▶ **Stored entries**
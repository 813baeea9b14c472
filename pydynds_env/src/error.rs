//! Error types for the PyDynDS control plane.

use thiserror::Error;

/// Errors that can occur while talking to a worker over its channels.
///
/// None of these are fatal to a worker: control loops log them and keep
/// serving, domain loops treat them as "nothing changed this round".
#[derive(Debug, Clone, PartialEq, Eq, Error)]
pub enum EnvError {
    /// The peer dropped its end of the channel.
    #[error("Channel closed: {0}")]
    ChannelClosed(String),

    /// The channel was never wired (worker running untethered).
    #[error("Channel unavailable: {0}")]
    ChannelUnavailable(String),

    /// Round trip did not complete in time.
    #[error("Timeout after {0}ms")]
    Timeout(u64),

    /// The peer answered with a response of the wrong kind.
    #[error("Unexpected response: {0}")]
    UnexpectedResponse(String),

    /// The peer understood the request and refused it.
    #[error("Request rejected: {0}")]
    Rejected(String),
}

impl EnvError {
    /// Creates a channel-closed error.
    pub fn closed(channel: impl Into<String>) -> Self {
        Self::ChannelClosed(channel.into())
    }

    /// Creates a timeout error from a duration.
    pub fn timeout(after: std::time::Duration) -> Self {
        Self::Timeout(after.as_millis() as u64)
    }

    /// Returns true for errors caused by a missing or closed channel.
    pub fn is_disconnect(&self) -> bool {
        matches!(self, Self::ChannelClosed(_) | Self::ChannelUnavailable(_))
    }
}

--

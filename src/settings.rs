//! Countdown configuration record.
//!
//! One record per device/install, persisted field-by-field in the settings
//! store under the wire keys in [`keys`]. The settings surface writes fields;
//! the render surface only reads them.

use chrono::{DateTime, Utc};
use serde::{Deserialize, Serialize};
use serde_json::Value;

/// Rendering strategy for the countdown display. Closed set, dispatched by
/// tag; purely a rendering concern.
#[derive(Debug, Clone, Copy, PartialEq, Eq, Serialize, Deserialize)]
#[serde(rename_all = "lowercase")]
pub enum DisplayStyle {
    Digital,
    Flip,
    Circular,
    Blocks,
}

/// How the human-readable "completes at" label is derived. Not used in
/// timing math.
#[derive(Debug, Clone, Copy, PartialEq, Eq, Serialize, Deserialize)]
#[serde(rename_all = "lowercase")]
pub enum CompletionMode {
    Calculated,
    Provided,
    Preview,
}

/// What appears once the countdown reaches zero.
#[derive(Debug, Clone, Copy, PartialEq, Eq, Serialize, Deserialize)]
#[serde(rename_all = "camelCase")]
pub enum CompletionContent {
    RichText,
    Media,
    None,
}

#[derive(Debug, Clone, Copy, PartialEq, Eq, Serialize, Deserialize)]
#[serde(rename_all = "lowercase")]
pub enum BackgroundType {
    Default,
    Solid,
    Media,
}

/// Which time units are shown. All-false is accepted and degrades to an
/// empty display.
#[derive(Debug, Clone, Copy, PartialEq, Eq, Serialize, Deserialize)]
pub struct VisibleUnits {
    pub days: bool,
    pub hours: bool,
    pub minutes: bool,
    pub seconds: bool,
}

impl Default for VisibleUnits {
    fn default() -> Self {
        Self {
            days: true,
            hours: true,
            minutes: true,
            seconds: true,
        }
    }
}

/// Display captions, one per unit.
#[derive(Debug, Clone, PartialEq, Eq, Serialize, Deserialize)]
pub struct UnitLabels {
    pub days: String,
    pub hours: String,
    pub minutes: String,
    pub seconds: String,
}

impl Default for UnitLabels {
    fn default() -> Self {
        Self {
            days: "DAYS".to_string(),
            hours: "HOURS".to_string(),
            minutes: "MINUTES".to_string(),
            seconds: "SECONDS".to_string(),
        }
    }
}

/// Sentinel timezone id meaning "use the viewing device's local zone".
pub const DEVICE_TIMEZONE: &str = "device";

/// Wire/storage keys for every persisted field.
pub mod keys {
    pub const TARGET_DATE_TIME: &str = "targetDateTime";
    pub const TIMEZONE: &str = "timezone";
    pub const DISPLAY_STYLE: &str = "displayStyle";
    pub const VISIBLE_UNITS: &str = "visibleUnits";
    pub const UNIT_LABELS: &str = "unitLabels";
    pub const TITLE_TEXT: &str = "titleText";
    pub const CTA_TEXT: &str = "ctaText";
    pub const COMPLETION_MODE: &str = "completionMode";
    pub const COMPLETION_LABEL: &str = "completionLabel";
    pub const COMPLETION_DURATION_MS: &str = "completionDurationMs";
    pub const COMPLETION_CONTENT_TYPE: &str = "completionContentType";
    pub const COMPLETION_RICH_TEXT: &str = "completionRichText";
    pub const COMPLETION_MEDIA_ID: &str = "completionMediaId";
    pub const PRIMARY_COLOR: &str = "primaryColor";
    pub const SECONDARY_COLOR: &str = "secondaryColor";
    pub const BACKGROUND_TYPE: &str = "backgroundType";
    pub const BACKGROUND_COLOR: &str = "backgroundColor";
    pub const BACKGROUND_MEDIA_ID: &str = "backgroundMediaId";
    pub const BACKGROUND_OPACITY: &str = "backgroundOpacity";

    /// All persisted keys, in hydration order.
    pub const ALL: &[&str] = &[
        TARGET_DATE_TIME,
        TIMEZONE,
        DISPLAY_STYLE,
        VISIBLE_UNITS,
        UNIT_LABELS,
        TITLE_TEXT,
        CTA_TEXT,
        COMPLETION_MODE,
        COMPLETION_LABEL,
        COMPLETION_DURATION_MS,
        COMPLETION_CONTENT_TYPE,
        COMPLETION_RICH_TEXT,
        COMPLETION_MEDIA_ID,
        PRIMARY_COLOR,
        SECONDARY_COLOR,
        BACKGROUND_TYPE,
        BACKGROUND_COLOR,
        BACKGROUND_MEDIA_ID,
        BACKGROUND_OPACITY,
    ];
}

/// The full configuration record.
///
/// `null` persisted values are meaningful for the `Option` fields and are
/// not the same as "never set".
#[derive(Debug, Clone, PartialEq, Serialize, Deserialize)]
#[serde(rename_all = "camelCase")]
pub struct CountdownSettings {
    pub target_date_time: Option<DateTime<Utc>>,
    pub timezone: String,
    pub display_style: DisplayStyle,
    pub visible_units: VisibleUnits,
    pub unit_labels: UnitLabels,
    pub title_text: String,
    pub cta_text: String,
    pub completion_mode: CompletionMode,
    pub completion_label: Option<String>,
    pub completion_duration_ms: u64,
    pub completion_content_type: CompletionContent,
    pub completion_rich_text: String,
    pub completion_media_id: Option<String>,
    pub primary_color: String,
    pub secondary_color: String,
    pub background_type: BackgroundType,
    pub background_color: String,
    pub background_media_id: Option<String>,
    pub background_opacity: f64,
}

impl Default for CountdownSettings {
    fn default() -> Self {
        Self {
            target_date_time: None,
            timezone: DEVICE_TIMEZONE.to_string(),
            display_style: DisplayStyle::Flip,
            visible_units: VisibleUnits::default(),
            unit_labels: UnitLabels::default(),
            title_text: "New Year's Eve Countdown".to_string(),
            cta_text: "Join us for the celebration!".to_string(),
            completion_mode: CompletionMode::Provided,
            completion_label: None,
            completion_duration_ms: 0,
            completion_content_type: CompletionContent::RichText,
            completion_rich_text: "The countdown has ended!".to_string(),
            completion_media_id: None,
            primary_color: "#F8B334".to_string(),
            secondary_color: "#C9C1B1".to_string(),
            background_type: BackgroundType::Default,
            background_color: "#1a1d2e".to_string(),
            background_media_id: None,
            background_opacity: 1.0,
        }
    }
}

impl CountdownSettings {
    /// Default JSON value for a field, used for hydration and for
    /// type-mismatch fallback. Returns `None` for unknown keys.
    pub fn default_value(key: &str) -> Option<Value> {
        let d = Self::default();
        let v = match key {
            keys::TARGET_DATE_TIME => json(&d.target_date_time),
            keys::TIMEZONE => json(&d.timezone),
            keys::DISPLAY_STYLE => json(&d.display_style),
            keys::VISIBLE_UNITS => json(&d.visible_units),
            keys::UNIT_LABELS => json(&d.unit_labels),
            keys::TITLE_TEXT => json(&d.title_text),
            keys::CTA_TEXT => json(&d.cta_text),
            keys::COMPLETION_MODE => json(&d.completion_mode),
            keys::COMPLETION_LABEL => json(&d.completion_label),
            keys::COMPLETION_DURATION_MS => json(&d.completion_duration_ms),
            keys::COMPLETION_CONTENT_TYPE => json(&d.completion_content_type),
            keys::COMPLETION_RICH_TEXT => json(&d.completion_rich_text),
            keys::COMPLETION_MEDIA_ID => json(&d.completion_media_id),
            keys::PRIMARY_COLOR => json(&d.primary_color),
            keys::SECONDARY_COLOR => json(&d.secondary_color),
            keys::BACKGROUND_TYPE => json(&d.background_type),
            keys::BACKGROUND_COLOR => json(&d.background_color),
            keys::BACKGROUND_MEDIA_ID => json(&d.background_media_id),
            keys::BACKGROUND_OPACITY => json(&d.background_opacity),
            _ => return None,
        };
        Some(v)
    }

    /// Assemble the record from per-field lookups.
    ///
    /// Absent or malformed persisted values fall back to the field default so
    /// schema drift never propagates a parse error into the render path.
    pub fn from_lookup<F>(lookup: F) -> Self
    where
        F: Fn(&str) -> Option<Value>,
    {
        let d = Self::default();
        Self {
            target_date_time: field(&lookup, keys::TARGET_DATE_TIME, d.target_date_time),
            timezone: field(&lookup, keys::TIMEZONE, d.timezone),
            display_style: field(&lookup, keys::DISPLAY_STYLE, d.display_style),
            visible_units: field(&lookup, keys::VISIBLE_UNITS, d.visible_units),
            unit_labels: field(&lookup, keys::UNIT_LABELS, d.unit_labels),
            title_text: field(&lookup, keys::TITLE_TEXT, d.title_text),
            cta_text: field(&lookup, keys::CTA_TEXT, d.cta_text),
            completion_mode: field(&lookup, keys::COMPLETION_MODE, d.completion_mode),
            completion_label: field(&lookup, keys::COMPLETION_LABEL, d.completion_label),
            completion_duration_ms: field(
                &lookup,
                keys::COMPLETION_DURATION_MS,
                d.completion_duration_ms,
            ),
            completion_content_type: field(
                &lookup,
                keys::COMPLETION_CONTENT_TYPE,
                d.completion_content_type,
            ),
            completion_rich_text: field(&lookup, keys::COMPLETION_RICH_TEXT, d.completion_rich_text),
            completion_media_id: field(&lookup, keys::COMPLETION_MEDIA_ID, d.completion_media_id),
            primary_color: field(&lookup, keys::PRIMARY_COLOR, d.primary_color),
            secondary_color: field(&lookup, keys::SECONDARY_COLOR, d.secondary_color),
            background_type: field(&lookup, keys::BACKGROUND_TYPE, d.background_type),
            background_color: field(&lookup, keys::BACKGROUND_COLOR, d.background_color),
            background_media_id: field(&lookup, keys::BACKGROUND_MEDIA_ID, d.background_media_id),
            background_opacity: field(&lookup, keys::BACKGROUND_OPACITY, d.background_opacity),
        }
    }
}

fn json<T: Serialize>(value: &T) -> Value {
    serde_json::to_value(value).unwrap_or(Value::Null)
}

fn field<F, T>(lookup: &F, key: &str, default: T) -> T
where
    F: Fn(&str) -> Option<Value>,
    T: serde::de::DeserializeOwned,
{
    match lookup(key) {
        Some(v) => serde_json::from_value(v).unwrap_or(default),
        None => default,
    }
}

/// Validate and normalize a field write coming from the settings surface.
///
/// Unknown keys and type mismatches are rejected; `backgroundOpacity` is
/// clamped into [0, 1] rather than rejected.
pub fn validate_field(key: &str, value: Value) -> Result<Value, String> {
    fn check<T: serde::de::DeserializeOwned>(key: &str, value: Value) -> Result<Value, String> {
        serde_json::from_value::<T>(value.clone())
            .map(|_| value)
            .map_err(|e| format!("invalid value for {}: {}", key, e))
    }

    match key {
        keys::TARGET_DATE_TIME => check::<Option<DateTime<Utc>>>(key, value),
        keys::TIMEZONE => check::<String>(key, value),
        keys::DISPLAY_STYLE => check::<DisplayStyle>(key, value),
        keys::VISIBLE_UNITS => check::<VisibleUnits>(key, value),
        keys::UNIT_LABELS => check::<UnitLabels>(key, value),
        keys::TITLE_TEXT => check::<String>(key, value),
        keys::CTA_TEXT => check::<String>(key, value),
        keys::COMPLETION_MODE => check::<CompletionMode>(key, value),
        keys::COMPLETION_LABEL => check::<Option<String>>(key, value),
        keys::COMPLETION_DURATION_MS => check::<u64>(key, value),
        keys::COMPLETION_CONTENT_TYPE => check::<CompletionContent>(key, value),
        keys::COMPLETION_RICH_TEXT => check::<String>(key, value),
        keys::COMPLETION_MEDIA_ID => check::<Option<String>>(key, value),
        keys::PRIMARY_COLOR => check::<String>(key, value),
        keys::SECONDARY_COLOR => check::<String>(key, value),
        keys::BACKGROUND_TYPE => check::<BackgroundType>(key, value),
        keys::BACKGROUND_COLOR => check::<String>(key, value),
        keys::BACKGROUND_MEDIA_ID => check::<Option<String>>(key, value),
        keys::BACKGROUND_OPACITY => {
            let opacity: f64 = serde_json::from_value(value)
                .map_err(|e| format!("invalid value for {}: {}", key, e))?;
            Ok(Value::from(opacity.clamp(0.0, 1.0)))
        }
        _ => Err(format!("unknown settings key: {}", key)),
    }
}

---

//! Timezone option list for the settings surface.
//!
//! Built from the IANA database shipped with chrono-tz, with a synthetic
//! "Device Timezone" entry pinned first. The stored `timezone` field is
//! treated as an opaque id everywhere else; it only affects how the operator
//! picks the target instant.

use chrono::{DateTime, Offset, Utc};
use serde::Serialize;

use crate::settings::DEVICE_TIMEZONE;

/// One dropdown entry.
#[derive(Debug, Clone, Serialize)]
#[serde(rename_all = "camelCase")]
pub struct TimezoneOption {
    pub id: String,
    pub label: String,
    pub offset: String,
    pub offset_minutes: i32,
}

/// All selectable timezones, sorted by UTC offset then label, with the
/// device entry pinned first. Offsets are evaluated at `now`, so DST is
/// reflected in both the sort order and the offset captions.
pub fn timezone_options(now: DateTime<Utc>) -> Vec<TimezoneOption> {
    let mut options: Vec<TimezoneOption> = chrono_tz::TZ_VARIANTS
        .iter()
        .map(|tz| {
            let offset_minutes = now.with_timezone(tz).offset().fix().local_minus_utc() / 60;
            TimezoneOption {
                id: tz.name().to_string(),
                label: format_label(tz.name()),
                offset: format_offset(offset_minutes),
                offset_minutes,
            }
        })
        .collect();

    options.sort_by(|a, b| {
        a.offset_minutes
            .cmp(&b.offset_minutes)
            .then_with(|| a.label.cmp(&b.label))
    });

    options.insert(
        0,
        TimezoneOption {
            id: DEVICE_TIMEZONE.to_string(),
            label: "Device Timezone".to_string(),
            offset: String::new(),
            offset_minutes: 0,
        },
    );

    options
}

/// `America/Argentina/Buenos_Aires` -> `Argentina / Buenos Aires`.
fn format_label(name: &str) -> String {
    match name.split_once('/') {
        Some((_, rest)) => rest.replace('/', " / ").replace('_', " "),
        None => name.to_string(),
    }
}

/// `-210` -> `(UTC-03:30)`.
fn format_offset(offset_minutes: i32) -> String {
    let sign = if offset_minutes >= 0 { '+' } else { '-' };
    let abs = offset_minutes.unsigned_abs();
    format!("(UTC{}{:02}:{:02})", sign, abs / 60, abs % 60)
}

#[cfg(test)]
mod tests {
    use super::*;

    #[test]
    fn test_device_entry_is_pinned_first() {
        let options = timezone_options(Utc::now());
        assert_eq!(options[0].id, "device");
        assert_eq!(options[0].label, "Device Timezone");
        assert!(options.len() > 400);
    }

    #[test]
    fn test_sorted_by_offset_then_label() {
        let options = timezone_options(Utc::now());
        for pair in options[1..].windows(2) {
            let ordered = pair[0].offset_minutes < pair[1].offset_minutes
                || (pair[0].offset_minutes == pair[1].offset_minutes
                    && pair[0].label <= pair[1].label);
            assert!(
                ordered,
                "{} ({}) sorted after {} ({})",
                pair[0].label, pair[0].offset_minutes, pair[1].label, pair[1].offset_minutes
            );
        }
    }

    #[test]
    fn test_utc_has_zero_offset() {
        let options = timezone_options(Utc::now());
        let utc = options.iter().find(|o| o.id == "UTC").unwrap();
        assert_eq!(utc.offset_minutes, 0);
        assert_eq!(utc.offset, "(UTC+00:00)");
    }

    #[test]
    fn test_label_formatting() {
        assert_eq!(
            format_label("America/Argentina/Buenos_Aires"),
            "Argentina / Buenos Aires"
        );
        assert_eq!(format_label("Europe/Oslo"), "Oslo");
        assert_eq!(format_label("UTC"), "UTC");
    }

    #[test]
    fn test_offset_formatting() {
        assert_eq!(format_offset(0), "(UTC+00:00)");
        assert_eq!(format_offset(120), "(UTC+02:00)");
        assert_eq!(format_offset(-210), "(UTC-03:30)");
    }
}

▶ **Work task**
Look through the entries above for the word "Returns". Copy every line where it shows up.

▶ **Output**
    /// Returns true for errors caused by a missing or closed channel.
    /// type-mismatch fallback. Returns `None` for unknown keys.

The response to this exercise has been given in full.